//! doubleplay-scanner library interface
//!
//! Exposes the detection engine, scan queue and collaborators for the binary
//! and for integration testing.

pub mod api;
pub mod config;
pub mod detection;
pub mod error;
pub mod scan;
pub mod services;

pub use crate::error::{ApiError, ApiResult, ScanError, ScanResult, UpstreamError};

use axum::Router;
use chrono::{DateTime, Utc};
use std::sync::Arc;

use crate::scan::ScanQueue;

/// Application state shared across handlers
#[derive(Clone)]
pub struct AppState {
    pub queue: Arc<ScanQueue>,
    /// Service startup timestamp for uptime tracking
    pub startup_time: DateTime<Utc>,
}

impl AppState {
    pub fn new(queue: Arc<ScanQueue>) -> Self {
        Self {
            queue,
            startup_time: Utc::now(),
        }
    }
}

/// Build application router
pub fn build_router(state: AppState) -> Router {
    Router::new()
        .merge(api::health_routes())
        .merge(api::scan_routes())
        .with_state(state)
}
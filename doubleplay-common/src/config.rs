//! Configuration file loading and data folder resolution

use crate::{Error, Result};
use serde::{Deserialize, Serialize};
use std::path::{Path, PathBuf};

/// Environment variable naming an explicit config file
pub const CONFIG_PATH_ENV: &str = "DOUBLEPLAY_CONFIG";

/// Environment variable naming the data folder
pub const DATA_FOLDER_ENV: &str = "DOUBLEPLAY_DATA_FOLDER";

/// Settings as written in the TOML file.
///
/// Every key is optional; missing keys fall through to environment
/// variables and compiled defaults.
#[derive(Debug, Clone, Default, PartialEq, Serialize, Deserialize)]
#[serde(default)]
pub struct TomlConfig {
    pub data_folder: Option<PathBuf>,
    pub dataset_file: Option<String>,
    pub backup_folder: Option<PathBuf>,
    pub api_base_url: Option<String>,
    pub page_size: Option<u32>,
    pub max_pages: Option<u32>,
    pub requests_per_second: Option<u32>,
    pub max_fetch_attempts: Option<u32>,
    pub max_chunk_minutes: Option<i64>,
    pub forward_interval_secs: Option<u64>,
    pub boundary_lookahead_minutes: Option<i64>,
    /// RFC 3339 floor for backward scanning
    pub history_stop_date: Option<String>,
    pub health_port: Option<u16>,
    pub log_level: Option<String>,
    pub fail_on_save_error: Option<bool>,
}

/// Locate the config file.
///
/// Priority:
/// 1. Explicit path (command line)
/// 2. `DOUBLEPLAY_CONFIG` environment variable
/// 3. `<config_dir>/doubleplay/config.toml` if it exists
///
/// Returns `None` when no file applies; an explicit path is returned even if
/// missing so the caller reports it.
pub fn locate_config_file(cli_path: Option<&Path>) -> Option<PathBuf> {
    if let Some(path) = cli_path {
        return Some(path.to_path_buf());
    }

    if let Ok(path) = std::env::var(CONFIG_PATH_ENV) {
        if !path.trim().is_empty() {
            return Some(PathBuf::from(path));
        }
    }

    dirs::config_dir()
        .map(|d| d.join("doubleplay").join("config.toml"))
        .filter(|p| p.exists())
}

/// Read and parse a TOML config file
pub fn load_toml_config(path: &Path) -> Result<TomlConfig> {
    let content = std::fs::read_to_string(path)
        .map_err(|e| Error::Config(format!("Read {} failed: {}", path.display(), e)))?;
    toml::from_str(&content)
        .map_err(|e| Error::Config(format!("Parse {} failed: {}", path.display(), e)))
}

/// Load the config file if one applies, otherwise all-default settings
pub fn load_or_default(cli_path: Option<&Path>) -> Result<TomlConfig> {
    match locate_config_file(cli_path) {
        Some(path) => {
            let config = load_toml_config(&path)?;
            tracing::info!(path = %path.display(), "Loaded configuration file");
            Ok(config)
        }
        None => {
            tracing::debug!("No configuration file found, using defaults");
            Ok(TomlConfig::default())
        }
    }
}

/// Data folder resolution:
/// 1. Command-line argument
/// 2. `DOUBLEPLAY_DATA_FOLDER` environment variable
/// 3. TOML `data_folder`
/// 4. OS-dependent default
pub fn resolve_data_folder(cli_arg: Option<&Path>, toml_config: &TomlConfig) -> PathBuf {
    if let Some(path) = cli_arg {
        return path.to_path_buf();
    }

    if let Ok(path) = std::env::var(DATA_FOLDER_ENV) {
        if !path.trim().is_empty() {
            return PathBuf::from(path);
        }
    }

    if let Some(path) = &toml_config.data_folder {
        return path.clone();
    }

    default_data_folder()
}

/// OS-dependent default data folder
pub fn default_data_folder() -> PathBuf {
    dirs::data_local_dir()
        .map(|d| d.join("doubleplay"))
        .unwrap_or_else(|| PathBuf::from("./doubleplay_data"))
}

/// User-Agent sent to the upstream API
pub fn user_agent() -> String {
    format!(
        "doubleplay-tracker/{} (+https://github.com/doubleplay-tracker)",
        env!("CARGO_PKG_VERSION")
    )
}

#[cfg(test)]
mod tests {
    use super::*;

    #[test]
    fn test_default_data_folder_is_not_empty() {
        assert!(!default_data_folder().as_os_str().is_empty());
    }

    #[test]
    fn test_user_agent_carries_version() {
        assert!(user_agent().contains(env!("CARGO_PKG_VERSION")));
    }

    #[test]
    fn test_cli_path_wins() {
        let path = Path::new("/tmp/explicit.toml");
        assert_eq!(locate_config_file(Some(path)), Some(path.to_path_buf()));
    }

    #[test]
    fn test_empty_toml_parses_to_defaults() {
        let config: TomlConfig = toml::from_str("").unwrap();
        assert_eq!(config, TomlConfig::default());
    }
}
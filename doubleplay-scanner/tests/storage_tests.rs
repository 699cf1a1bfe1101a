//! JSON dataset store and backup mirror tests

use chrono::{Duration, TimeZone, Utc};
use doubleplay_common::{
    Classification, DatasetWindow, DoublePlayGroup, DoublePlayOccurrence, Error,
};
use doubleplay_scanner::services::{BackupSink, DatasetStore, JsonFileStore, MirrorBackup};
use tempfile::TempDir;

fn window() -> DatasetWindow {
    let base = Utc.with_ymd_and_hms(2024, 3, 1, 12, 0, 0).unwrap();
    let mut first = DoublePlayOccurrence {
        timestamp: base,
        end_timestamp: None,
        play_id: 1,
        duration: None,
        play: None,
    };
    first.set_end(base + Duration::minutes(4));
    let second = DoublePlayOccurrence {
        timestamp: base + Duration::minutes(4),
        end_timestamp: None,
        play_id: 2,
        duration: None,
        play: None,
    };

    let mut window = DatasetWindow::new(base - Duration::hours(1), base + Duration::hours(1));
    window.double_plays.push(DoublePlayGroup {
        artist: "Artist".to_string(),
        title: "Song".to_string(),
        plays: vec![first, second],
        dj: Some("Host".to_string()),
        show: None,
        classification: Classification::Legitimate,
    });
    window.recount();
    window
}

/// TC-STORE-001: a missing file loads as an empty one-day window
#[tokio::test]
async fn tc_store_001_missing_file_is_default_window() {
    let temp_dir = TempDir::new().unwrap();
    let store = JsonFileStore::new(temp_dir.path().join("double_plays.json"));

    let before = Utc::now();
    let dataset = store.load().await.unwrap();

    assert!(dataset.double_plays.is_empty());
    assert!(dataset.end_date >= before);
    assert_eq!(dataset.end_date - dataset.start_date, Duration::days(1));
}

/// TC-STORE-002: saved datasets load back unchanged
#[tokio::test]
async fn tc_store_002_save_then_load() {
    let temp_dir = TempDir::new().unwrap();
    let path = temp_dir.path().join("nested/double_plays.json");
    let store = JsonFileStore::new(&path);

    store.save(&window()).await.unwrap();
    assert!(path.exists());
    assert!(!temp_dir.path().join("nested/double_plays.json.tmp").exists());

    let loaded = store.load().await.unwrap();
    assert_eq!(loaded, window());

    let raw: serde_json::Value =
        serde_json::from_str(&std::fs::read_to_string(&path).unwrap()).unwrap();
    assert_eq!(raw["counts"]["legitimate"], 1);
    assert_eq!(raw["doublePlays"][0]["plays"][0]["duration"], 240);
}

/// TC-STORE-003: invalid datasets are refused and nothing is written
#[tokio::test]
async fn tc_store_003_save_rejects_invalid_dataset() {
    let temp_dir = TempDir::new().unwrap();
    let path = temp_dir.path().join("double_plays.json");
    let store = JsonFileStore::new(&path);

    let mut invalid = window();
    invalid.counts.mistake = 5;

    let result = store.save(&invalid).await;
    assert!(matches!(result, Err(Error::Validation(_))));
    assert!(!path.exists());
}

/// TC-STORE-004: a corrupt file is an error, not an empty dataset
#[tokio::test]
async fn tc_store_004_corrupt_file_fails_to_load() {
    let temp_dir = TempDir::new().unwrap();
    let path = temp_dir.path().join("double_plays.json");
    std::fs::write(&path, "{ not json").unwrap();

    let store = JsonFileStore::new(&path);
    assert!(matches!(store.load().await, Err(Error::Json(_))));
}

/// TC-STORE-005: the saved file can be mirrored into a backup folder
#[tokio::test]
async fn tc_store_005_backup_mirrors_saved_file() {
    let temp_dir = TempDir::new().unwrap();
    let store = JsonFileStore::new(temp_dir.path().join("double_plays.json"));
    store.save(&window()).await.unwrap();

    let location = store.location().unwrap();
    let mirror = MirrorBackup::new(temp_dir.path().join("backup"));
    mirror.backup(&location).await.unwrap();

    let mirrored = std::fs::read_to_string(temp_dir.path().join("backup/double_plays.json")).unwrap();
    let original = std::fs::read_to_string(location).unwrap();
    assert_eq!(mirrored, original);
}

• Your instructions: Exactly the lines running from the top of the records to the line that contains "filename doubleplay-common/src/config.rs", inclusive, must be set down, and nothing more.

• Exercise result:
//! doubleplay-scanner library interface
//!
//! Exposes the detection engine, scan queue and collaborators for the binary
//! and for integration testing.

pub mod api;
pub mod config;
pub mod detection;
pub mod error;
pub mod scan;
pub mod services;

pub use crate::error::{ApiError, ApiResult, ScanError, ScanResult, UpstreamError};

use axum::Router;
use chrono::{DateTime, Utc};
use std::sync::Arc;

use crate::scan::ScanQueue;

/// Application state shared across handlers
#[derive(Clone)]
pub struct AppState {
    pub queue: Arc<ScanQueue>,
    /// Service startup timestamp for uptime tracking
    pub startup_time: DateTime<Utc>,
}

impl AppState {
    pub fn new(queue: Arc<ScanQueue>) -> Self {
        Self {
            queue,
            startup_time: Utc::now(),
        }
    }
}

/// Build application router
pub fn build_router(state: AppState) -> Router {
    Router::new()
        .merge(api::health_routes())
        .merge(api::scan_routes())
        .with_state(state)
}
filename doubleplay-common/src/config.rs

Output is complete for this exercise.